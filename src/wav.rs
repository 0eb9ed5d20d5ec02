//! Silent waveform synthesis and small WAV helpers

use std::io::Cursor;
use std::path::Path;

use hound::{SampleFormat, WavReader, WavSpec, WavWriter};

use crate::error::{LineupError, Result};

/// Sample rate of generated silence, matching VOICEVOX output
pub const SILENCE_SAMPLE_RATE: u32 = 24_000;
pub const SILENCE_BITS_PER_SAMPLE: u16 = 16;
pub const SILENCE_CHANNELS: u16 = 1;

/// Size of the canonical RIFF/WAVE header written for PCM
pub const WAV_HEADER_LEN: usize = 44;

pub fn silence_spec() -> WavSpec {
    WavSpec {
        channels: SILENCE_CHANNELS,
        sample_rate: SILENCE_SAMPLE_RATE,
        bits_per_sample: SILENCE_BITS_PER_SAMPLE,
        sample_format: SampleFormat::Int,
    }
}

/// Bytes per frame of generated silence
const SILENCE_BLOCK_ALIGN: u64 = SILENCE_CHANNELS as u64 * (SILENCE_BITS_PER_SAMPLE as u64 / 8);

/// Most frames whose data chunk still fits the 32-bit RIFF size field
pub const MAX_SILENCE_SAMPLES: u64 = (u32::MAX as u64 - 36) / SILENCE_BLOCK_ALIGN;

/// Number of frames in `duration_secs` of silence
pub fn sample_count(duration_secs: f64) -> u64 {
    (SILENCE_SAMPLE_RATE as f64 * duration_secs).round() as u64
}

/// Complete WAV file holding `duration_secs` of silence.
///
/// The header's RIFF size is `36 + data` and the data chunk size is
/// `samples * channels * bytes_per_sample`; every sample byte is zero.
pub fn silent_wav(duration_secs: f64) -> Result<Vec<u8>> {
    if !duration_secs.is_finite() || duration_secs < 0.0 {
        return Err(LineupError::InvalidRequest(format!(
            "silence duration must be a non-negative number of seconds, got {}",
            duration_secs
        )));
    }

    let samples = sample_count(duration_secs);
    if samples > MAX_SILENCE_SAMPLES {
        return Err(LineupError::InvalidRequest(format!(
            "silence of {}s does not fit in a WAV file",
            duration_secs
        )));
    }

    let spec = silence_spec();
    let mut cursor = Cursor::new(Vec::with_capacity(
        WAV_HEADER_LEN + (samples * SILENCE_BLOCK_ALIGN) as usize,
    ));

    {
        let mut writer = WavWriter::new(&mut cursor, spec)?;
        for _ in 0..samples * spec.channels as u64 {
            writer.write_sample(0i16)?;
        }
        writer.finalize()?;
    }

    Ok(cursor.into_inner())
}

/// Write `duration_secs` of silence to `path`
pub async fn write_silent_wav(path: &Path, duration_secs: f64) -> Result<()> {
    let bytes = silent_wav(duration_secs)?;
    tokio::fs::write(path, bytes).await?;
    Ok(())
}

/// Duration in seconds of an in-memory WAV file
pub fn wav_duration(bytes: &[u8]) -> Result<f64> {
    let reader = WavReader::new(Cursor::new(bytes))?;
    let spec = reader.spec();
    Ok(reader.duration() as f64 / spec.sample_rate as f64)
}

#[cfg(test)]
mod tests {
    use super::*;

    fn le_u32(bytes: &[u8], offset: usize) -> u32 {
        u32::from_le_bytes([
            bytes[offset],
            bytes[offset + 1],
            bytes[offset + 2],
            bytes[offset + 3],
        ])
    }

    #[test]
    fn header_sizes_match_payload() {
        for duration in [0.0, 0.25, 1.0, 2.0, 1.23456] {
            let wav = silent_wav(duration).unwrap();
            let data_size = (24_000.0 * duration).round() as usize * 2;

            assert_eq!(&wav[0..4], b"RIFF");
            assert_eq!(&wav[8..12], b"WAVE");
            assert_eq!(&wav[36..40], b"data");
            assert_eq!(le_u32(&wav, 4) as usize, 36 + data_size);
            assert_eq!(le_u32(&wav, 40) as usize, data_size);
            assert_eq!(wav.len(), WAV_HEADER_LEN + data_size);
        }
    }

    #[test]
    fn payload_is_all_zero() {
        let wav = silent_wav(0.5).unwrap();
        assert!(wav[WAV_HEADER_LEN..].iter().all(|&b| b == 0));
    }

    #[test]
    fn output_reads_back_as_mono_16_bit() {
        let wav = silent_wav(1.0).unwrap();
        let reader = WavReader::new(Cursor::new(&wav)).unwrap();
        let spec = reader.spec();
        assert_eq!(spec.channels, 1);
        assert_eq!(spec.sample_rate, 24_000);
        assert_eq!(spec.bits_per_sample, 16);
        assert_eq!(reader.duration(), 24_000);
        assert!((wav_duration(&wav).unwrap() - 1.0).abs() < f64::EPSILON);
    }

    #[test]
    fn negative_duration_is_rejected() {
        assert!(silent_wav(-1.0).is_err());
        assert!(silent_wav(f64::INFINITY).is_err());
    }

    #[test]
    fn oversized_duration_is_rejected() {
        let fifty_hours = 50.0 * 3600.0;
        assert!(sample_count(fifty_hours) > MAX_SILENCE_SAMPLES);
        assert!(matches!(
            silent_wav(fifty_hours),
            Err(LineupError::InvalidRequest(_))
        ));

        let just_over = (MAX_SILENCE_SAMPLES + 1) as f64 / SILENCE_SAMPLE_RATE as f64;
        assert!(matches!(
            silent_wav(just_over),
            Err(LineupError::InvalidRequest(_))
        ));
    }

    #[tokio::test]
    async fn writes_to_disk() {
        let dir = tempfile::tempdir().unwrap();
        let path = dir.path().join("gap.wav");
        write_silent_wav(&path, 2.0).await.unwrap();
        let len = std::fs::metadata(&path).unwrap().len();
        assert_eq!(len, 44 + 96_000);
    }
}
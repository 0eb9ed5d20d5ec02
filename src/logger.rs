use env_logger::{Builder, Env};
use log::LevelFilter;
use std::io::Write;

const DEFAULT_FILTER: &str = "warn,voice_lineup=info";

/// Set up `env_logger` for the library and the demo program.
///
/// `RUST_LOG` overrides the default filter. Calling this more than once is harmless.
pub fn init_logger() {
    let env = Env::default().filter_or("RUST_LOG", DEFAULT_FILTER);

    let mut builder = Builder::from_env(env);

    builder
        .filter_module("hyper", LevelFilter::Warn)
        .filter_module("hyper_util", LevelFilter::Warn)
        .filter_module("reqwest", LevelFilter::Warn)
        .filter_module("mio", LevelFilter::Error)
        .format(|buf, record| {
            writeln!(
                buf,
                "[{}] {}: {}",
                record.level(),
                record.target(),
                record.args()
            )
        })
        .target(env_logger::Target::Stderr);

    if builder.try_init().is_err() {
        log::debug!("Logger already initialized");
    }
}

=== Problem details ===
What is needed is an exact copy of all the records.

=== Task solution ===
filename src/wav.rs
repository 0eb9ed5d20d5ec02
//! Silent waveform synthesis and small WAV helpers

use std::io::Cursor;
use std::path::Path;

use hound::{SampleFormat, WavReader, WavSpec, WavWriter};

use crate::error::{LineupError, Result};

/// Sample rate of generated silence, matching VOICEVOX output
pub const SILENCE_SAMPLE_RATE: u32 = 24_000;
pub const SILENCE_BITS_PER_SAMPLE: u16 = 16;
pub const SILENCE_CHANNELS: u16 = 1;

/// Size of the canonical RIFF/WAVE header written for PCM
pub const WAV_HEADER_LEN: usize = 44;

pub fn silence_spec() -> WavSpec {
    WavSpec {
        channels: SILENCE_CHANNELS,
        sample_rate: SILENCE_SAMPLE_RATE,
        bits_per_sample: SILENCE_BITS_PER_SAMPLE,
        sample_format: SampleFormat::Int,
    }
}

/// Bytes per frame of generated silence
const SILENCE_BLOCK_ALIGN: u64 = SILENCE_CHANNELS as u64 * (SILENCE_BITS_PER_SAMPLE as u64 / 8);

/// Most frames whose data chunk still fits the 32-bit RIFF size field
pub const MAX_SILENCE_SAMPLES: u64 = (u32::MAX as u64 - 36) / SILENCE_BLOCK_ALIGN;

/// Number of frames in `duration_secs` of silence
pub fn sample_count(duration_secs: f64) -> u64 {
    (SILENCE_SAMPLE_RATE as f64 * duration_secs).round() as u64
}

/// Complete WAV file holding `duration_secs` of silence.
///
/// The header's RIFF size is `36 + data` and the data chunk size is
/// `samples * channels * bytes_per_sample`; every sample byte is zero.
pub fn silent_wav(duration_secs: f64) -> Result<Vec<u8>> {
    if !duration_secs.is_finite() || duration_secs < 0.0 {
        return Err(LineupError::InvalidRequest(format!(
            "silence duration must be a non-negative number of seconds, got {}",
            duration_secs
        )));
    }

    let samples = sample_count(duration_secs);
    if samples > MAX_SILENCE_SAMPLES {
        return Err(LineupError::InvalidRequest(format!(
            "silence of {}s does not fit in a WAV file",
            duration_secs
        )));
    }

    let spec = silence_spec();
    let mut cursor = Cursor::new(Vec::with_capacity(
        WAV_HEADER_LEN + (samples * SILENCE_BLOCK_ALIGN) as usize,
    ));

    {
        let mut writer = WavWriter::new(&mut cursor, spec)?;
        for _ in 0..samples * spec.channels as u64 {
            writer.write_sample(0i16)?;
        }
        writer.finalize()?;
    }

    Ok(cursor.into_inner())
}

/// Write `duration_secs` of silence to `path`
pub async fn write_silent_wav(path: &Path, duration_secs: f64) -> Result<()> {
    let bytes = silent_wav(duration_secs)?;
    tokio::fs::write(path, bytes).await?;
    Ok(())
}

/// Duration in seconds of an in-memory WAV file
pub fn wav_duration(bytes: &[u8]) -> Result<f64> {
    let reader = WavReader::new(Cursor::new(bytes))?;
    let spec = reader.spec();
    Ok(reader.duration() as f64 / spec.sample_rate as f64)
}

#[cfg(test)]
mod tests {
    use super::*;

    fn le_u32(bytes: &[u8], offset: usize) -> u32 {
        u32::from_le_bytes([
            bytes[offset],
            bytes[offset + 1],
            bytes[offset + 2],
            bytes[offset + 3],
        ])
    }

    #[test]
    fn header_sizes_match_payload() {
        for duration in [0.0, 0.25, 1.0, 2.0, 1.23456] {
            let wav = silent_wav(duration).unwrap();
            let data_size = (24_000.0 * duration).round() as usize * 2;

            assert_eq!(&wav[0..4], b"RIFF");
            assert_eq!(&wav[8..12], b"WAVE");
            assert_eq!(&wav[36..40], b"data");
            assert_eq!(le_u32(&wav, 4) as usize, 36 + data_size);
            assert_eq!(le_u32(&wav, 40) as usize, data_size);
            assert_eq!(wav.len(), WAV_HEADER_LEN + data_size);
        }
    }

    #[test]
    fn payload_is_all_zero() {
        let wav = silent_wav(0.5).unwrap();
        assert!(wav[WAV_HEADER_LEN..].iter().all(|&b| b == 0));
    }

    #[test]
    fn output_reads_back_as_mono_16_bit() {
        let wav = silent_wav(1.0).unwrap();
        let reader = WavReader::new(Cursor::new(&wav)).unwrap();
        let spec = reader.spec();
        assert_eq!(spec.channels, 1);
        assert_eq!(spec.sample_rate, 24_000);
        assert_eq!(spec.bits_per_sample, 16);
        assert_eq!(reader.duration(), 24_000);
        assert!((wav_duration(&wav).unwrap() - 1.0).abs() < f64::EPSILON);
    }

    #[test]
    fn negative_duration_is_rejected() {
        assert!(silent_wav(-1.0).is_err());
        assert!(silent_wav(f64::INFINITY).is_err());
    }

    #[test]
    fn oversized_duration_is_rejected() {
        let fifty_hours = 50.0 * 3600.0;
        assert!(sample_count(fifty_hours) > MAX_SILENCE_SAMPLES);
        assert!(matches!(
            silent_wav(fifty_hours),
            Err(LineupError::InvalidRequest(_))
        ));

        let just_over = (MAX_SILENCE_SAMPLES + 1) as f64 / SILENCE_SAMPLE_RATE as f64;
        assert!(matches!(
            silent_wav(just_over),
            Err(LineupError::InvalidRequest(_))
        ));
    }

    #[tokio::test]
    async fn writes_to_disk() {
        let dir = tempfile::tempdir().unwrap();
        let path = dir.path().join("gap.wav");
        write_silent_wav(&path, 2.0).await.unwrap();
        let len = std::fs::metadata(&path).unwrap().len();
        assert_eq!(len, 44 + 96_000);
    }
}
repository 0eb9ed5d20d5ec02
filename src/logger.rs
use env_logger::{Builder, Env};
use log::LevelFilter;
use std::io::Write;

const DEFAULT_FILTER: &str = "warn,voice_lineup=info";

/// Set up `env_logger` for the library and the demo program.
///
/// `RUST_LOG` overrides the default filter. Calling this more than once is harmless.
pub fn init_logger() {
    let env = Env::default().filter_or("RUST_LOG", DEFAULT_FILTER);

    let mut builder = Builder::from_env(env);

    builder
        .filter_module("hyper", LevelFilter::Warn)
        .filter_module("hyper_util", LevelFilter::Warn)
        .filter_module("reqwest", LevelFilter::Warn)
        .filter_module("mio", LevelFilter::Error)
        .format(|buf, record| {
            writeln!(
                buf,
                "[{}] {}: {}",
                record.level(),
                record.target(),
                record.args()
            )
        })
        .target(env_logger::Target::Stderr);

    if builder.try_init().is_err() {
        log::debug!("Logger already initialized");
    }
}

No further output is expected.